WHAT IS NEEDED: What you return must be an exact copy of the lines in the listing below between the line holding "chat-platform role gateway." and the line holding "value by key.", inclusive, and nothing more.

DATA FOR THIS EXERCISE:

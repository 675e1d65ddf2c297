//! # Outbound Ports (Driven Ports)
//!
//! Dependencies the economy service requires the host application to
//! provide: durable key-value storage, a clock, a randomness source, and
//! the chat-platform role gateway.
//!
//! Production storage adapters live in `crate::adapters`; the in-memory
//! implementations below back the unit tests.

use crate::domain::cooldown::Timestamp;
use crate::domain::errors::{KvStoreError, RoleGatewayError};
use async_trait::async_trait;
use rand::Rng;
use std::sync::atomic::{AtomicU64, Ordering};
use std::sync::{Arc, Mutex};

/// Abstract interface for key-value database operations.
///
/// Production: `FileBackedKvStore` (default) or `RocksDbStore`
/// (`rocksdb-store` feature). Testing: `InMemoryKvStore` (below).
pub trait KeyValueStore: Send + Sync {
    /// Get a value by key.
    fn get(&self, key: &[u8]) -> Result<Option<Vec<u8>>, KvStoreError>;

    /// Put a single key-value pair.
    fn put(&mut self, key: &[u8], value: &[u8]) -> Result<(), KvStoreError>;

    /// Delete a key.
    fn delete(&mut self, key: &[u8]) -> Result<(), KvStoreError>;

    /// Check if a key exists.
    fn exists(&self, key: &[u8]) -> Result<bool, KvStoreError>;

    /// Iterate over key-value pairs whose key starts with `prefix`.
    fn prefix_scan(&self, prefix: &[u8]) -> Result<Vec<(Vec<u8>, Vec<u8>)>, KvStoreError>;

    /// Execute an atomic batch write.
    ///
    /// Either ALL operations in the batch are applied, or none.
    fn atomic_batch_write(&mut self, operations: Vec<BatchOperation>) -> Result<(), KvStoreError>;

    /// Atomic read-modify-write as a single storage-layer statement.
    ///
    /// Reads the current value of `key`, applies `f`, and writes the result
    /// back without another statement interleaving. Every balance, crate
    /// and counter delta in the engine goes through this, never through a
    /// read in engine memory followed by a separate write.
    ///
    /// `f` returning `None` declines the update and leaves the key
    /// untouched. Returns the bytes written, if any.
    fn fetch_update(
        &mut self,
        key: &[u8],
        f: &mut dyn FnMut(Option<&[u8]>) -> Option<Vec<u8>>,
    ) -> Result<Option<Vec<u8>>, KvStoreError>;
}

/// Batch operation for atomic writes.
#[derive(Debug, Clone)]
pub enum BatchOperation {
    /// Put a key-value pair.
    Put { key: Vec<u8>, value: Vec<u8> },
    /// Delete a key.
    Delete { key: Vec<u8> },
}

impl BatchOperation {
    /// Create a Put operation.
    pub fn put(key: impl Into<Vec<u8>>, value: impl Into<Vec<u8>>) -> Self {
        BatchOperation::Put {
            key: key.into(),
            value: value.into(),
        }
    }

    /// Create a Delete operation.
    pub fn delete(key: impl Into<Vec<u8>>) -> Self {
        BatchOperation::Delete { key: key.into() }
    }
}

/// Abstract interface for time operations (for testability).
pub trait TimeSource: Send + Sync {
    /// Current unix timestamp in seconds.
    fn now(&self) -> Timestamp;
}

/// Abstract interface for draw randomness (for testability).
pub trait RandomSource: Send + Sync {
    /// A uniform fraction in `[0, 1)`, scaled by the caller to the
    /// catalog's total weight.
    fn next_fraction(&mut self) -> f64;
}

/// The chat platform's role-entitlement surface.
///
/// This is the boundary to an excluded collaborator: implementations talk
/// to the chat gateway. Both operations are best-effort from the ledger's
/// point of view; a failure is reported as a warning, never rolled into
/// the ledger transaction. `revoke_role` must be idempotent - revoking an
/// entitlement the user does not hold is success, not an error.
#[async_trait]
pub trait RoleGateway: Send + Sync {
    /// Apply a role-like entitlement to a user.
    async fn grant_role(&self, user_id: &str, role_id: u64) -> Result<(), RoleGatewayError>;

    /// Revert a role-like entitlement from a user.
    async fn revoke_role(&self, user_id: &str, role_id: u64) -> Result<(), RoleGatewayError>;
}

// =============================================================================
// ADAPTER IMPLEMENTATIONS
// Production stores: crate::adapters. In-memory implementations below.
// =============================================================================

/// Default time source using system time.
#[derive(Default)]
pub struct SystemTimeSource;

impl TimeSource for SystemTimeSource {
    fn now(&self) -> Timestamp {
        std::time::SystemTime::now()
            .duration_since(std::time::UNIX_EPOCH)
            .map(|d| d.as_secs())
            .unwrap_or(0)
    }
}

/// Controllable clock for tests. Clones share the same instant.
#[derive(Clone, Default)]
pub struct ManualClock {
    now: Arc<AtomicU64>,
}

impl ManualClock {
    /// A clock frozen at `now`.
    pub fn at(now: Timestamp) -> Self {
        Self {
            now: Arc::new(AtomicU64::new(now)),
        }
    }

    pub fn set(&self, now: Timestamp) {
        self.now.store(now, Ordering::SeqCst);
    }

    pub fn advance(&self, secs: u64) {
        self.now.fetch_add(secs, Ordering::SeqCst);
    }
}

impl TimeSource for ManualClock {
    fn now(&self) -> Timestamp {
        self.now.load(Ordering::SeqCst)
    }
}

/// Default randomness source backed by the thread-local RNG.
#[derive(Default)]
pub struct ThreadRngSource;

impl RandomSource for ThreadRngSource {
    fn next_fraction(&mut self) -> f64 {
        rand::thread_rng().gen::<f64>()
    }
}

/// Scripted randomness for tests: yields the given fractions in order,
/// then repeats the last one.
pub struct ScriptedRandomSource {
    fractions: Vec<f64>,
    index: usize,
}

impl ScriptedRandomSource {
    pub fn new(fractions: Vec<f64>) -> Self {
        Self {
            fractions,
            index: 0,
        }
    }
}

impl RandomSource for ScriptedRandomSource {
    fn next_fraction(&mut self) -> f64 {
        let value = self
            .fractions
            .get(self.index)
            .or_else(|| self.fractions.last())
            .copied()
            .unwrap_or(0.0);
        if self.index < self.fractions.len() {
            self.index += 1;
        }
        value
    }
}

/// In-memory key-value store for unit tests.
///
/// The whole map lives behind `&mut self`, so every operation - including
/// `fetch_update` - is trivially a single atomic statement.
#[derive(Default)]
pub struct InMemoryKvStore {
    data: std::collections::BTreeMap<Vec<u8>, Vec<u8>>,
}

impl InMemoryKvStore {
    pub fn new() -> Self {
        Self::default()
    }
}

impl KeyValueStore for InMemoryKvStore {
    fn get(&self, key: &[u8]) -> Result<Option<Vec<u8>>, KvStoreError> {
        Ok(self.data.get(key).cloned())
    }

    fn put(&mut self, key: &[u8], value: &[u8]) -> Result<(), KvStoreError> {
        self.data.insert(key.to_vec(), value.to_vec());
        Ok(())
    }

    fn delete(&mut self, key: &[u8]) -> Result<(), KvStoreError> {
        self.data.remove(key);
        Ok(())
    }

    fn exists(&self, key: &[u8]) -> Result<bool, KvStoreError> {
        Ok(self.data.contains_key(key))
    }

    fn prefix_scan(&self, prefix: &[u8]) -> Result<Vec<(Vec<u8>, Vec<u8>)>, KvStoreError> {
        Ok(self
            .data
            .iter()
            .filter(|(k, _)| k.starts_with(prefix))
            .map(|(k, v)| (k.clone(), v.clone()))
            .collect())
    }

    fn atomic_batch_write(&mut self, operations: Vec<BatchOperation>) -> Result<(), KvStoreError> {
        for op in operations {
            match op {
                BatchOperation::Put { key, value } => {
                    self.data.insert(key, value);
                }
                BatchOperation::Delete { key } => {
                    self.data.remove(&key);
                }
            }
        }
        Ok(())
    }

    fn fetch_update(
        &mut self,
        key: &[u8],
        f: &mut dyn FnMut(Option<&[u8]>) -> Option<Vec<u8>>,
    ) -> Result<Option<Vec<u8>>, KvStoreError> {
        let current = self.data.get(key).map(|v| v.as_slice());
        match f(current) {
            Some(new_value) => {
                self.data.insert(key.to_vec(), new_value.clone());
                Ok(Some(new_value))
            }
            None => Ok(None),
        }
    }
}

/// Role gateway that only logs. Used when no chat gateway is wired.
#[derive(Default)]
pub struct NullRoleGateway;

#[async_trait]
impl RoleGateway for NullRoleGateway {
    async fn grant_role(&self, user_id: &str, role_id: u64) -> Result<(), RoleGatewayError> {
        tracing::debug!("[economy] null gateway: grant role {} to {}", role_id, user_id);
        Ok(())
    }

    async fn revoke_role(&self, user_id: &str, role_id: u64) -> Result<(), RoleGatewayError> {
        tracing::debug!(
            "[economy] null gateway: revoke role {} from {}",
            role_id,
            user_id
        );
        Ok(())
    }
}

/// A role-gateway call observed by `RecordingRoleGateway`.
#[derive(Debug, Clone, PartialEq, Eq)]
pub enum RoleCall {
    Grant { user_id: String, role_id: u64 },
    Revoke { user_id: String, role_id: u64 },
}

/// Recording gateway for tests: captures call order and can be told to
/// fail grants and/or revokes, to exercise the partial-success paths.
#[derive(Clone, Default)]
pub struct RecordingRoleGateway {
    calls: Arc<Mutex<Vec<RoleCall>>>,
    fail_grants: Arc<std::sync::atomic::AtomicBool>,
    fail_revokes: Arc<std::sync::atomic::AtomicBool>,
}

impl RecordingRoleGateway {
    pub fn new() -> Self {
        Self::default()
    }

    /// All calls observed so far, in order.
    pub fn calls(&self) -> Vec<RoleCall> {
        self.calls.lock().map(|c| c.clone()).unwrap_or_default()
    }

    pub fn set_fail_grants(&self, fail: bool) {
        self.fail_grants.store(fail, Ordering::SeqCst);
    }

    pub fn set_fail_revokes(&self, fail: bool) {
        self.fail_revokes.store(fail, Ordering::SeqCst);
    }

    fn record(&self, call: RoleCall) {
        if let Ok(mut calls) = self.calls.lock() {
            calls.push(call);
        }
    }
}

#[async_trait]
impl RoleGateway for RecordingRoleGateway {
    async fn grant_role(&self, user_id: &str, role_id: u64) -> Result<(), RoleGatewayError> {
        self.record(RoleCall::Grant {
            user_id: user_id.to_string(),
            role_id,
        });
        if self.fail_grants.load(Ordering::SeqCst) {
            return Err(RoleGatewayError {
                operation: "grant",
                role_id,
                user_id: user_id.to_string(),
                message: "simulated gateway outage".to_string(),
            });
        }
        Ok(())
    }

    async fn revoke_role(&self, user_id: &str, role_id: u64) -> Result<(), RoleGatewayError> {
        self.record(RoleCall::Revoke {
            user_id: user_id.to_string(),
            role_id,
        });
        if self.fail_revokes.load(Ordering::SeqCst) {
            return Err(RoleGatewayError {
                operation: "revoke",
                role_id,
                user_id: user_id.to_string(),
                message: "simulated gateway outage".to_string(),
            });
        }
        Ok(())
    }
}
---
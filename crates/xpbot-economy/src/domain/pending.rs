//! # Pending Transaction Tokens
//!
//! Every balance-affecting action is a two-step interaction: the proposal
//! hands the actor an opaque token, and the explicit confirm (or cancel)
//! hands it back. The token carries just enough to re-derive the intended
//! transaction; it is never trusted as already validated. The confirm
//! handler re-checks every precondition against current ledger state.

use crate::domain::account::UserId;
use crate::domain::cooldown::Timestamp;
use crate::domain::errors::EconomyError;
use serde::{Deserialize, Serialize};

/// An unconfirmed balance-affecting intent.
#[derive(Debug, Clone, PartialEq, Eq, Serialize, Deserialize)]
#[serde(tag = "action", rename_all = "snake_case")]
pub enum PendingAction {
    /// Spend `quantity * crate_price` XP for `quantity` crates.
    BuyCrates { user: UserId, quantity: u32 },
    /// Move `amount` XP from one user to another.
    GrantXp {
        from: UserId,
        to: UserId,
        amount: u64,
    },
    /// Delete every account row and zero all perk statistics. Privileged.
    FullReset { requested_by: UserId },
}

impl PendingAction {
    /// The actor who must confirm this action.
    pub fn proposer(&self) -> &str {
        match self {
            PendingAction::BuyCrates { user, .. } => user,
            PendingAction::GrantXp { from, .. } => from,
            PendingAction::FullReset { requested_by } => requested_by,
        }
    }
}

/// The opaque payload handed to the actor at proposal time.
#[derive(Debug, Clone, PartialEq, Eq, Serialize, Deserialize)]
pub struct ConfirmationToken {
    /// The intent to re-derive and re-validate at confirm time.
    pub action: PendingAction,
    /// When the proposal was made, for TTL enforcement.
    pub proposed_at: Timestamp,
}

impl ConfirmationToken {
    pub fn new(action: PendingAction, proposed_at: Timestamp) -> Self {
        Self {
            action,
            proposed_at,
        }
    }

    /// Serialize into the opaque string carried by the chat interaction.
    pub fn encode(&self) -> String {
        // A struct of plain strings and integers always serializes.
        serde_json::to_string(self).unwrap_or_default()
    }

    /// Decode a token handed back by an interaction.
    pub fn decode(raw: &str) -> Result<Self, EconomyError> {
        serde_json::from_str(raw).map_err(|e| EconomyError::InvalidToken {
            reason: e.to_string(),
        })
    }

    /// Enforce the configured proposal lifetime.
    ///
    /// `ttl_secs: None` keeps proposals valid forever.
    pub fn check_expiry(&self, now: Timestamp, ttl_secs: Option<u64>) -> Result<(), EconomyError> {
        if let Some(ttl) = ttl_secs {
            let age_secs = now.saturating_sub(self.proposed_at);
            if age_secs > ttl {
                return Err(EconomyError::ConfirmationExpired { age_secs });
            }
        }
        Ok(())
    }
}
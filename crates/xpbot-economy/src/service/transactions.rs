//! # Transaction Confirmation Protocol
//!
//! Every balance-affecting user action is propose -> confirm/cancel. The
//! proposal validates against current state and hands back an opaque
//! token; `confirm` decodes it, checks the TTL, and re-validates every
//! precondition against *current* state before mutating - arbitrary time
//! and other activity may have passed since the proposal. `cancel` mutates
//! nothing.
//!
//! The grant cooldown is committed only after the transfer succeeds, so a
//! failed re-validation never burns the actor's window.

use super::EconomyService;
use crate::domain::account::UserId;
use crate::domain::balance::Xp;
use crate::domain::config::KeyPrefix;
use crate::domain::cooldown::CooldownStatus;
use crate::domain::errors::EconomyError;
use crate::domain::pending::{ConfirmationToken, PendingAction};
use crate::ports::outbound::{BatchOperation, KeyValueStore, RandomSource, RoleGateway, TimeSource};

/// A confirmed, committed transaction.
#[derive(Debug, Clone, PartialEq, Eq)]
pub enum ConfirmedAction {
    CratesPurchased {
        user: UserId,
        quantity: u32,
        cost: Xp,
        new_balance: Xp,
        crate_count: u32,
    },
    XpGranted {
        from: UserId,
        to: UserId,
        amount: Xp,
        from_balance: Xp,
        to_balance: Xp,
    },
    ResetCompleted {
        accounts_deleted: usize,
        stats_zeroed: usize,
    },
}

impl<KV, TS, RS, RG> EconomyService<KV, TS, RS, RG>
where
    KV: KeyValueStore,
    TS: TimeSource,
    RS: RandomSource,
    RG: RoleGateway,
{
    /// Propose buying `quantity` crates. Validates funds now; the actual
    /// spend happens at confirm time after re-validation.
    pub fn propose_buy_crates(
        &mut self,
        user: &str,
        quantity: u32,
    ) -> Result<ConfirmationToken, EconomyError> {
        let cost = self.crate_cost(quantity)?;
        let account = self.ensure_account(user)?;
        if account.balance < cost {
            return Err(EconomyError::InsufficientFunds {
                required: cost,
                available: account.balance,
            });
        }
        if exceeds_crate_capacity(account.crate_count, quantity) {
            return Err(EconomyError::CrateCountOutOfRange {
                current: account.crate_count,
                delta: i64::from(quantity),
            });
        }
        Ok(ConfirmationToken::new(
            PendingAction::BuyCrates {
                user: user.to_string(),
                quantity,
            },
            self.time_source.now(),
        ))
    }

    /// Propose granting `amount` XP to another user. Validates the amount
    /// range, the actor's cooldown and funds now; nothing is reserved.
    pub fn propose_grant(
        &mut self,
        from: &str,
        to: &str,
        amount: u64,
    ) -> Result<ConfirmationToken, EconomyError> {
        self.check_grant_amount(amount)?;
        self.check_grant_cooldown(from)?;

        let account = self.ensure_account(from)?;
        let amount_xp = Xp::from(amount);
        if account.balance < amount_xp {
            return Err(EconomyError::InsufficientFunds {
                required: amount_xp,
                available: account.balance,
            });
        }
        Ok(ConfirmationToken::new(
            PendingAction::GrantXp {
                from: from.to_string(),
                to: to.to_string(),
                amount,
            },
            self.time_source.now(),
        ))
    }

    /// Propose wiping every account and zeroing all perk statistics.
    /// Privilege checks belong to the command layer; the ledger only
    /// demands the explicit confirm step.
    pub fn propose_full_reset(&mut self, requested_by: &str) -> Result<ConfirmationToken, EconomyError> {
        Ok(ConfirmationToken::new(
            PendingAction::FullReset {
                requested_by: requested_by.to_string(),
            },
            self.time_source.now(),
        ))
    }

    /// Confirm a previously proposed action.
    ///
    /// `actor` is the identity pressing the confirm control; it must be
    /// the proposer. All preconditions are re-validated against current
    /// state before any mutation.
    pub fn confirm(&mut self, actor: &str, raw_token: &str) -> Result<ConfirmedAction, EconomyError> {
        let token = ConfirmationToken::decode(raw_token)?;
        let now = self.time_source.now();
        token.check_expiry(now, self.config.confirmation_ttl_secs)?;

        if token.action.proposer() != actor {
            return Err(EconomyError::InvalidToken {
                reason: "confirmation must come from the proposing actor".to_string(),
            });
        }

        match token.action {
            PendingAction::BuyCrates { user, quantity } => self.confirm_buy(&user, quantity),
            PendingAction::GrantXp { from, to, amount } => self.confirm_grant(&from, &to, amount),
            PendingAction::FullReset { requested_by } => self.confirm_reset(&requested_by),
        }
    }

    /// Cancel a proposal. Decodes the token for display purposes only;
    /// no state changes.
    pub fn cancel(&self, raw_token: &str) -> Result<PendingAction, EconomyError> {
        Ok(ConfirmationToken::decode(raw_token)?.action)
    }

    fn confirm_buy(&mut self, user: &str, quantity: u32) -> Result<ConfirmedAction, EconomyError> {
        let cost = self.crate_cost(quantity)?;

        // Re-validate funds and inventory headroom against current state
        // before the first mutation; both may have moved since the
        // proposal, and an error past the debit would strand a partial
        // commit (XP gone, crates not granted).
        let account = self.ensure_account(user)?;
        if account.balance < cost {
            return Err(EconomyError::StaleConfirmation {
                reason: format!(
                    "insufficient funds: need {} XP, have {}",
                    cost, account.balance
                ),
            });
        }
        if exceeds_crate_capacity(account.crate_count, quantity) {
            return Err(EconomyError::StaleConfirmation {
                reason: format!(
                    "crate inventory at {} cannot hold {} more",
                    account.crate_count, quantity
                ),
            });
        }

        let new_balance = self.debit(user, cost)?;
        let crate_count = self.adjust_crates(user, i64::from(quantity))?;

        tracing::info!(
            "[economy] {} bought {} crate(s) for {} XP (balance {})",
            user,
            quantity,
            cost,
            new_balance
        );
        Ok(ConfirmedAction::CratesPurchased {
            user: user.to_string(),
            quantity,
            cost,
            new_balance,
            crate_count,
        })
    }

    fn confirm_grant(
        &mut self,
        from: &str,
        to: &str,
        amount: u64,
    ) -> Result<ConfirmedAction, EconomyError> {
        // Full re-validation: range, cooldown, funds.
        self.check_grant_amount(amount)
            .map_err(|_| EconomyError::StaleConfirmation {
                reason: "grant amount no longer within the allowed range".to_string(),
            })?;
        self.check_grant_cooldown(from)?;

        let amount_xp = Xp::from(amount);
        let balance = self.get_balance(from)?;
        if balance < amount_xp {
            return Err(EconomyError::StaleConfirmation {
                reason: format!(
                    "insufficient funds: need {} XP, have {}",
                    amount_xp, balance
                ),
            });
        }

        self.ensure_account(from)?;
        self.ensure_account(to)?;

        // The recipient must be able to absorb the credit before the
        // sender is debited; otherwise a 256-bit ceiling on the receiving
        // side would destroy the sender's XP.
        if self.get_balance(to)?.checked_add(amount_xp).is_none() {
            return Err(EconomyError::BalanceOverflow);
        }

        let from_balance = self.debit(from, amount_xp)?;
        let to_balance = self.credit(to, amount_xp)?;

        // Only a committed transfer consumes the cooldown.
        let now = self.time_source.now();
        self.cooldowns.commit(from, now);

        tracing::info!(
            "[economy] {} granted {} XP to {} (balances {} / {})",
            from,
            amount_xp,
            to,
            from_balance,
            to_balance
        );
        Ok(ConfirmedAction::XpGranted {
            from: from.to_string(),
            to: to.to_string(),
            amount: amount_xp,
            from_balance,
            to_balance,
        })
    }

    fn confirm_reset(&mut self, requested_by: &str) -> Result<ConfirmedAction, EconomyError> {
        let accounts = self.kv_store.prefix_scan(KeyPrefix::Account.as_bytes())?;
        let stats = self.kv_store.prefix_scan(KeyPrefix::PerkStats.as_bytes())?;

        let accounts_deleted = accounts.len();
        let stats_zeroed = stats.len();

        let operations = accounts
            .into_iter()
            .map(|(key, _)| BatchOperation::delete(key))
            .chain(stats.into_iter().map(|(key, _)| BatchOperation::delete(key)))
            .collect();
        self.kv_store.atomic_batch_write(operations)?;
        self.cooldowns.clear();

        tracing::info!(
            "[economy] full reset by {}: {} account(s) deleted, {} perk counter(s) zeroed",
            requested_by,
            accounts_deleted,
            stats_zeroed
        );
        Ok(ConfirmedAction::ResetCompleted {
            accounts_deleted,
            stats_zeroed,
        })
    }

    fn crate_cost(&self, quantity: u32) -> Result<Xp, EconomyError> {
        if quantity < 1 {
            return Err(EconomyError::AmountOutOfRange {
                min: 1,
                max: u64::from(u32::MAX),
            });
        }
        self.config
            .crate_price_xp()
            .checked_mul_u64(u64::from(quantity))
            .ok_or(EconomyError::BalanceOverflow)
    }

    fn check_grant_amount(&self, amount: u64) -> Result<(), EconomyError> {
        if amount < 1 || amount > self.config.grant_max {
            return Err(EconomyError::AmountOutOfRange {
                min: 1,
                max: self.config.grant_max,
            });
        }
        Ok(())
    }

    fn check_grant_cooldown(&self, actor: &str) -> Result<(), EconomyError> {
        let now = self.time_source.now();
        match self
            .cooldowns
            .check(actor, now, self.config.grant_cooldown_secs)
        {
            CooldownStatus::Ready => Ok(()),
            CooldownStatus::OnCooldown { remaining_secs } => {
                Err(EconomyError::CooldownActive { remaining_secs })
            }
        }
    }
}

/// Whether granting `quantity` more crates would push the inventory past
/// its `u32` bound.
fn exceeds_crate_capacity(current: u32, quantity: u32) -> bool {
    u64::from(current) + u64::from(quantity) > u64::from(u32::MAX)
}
* * *
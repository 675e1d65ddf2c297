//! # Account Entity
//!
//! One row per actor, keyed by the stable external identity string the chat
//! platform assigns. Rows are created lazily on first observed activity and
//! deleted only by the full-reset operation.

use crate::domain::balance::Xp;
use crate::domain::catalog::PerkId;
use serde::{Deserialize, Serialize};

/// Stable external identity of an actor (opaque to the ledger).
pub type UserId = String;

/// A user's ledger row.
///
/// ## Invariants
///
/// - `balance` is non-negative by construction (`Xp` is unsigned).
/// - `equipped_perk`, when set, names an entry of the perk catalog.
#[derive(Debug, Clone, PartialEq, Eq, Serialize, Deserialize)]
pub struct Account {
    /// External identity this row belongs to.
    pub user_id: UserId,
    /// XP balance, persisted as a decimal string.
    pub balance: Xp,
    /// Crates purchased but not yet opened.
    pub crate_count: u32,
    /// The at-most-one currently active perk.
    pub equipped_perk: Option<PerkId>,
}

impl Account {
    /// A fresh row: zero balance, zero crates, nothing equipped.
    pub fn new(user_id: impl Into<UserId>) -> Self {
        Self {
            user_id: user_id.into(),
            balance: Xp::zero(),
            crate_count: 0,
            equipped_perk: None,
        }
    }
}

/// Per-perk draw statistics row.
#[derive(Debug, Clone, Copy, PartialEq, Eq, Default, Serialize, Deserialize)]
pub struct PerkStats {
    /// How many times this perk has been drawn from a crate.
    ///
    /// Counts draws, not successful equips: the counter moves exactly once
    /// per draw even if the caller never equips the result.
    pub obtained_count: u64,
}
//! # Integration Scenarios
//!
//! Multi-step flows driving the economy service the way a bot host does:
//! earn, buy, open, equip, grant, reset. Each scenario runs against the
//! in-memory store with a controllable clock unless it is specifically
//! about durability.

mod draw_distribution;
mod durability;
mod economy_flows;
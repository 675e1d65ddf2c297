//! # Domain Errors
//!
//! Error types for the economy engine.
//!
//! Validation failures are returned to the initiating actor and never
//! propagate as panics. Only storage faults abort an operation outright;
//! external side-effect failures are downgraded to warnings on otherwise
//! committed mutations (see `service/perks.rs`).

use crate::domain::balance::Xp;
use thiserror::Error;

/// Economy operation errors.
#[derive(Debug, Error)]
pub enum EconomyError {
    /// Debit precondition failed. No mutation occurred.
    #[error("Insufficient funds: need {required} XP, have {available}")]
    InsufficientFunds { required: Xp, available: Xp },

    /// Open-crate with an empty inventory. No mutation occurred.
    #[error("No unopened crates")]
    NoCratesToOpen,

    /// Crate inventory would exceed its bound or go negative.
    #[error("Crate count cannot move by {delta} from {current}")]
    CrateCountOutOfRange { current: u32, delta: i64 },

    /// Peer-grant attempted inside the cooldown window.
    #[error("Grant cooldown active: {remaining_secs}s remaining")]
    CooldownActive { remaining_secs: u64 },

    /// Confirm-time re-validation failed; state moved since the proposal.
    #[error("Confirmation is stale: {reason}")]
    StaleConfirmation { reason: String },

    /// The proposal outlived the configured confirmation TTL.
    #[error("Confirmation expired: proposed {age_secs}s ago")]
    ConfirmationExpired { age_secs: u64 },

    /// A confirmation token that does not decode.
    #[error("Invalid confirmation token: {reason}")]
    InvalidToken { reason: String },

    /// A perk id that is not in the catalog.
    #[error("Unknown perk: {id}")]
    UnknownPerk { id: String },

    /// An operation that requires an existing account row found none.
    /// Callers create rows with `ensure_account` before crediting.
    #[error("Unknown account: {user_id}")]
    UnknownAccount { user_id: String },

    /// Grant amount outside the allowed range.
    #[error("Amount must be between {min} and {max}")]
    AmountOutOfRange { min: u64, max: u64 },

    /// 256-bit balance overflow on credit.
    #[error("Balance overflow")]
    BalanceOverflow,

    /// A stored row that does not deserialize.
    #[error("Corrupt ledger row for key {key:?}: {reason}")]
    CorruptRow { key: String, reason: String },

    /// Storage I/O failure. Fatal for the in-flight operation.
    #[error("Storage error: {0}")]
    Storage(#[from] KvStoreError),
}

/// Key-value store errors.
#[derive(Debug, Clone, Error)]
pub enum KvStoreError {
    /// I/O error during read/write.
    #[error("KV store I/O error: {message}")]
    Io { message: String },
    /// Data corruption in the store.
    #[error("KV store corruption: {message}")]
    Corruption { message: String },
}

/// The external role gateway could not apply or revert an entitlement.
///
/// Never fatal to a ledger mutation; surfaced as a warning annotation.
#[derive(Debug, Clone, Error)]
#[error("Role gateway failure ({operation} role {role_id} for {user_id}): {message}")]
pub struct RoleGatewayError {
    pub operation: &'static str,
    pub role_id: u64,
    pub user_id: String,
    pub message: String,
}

ANSWER TO THE EXERCISE:
//! the chat-platform role gateway.
//!
//! Production storage adapters live in `crate::adapters`; the in-memory
//! implementations below back the unit tests.

use crate::domain::cooldown::Timestamp;
use crate::domain::errors::{KvStoreError, RoleGatewayError};
use async_trait::async_trait;
use rand::Rng;
use std::sync::atomic::{AtomicU64, Ordering};
use std::sync::{Arc, Mutex};

/// Abstract interface for key-value database operations.
///
/// Production: `FileBackedKvStore` (default) or `RocksDbStore`
/// (`rocksdb-store` feature). Testing: `InMemoryKvStore` (below).
pub trait KeyValueStore: Send + Sync {
    /// Get a value by key.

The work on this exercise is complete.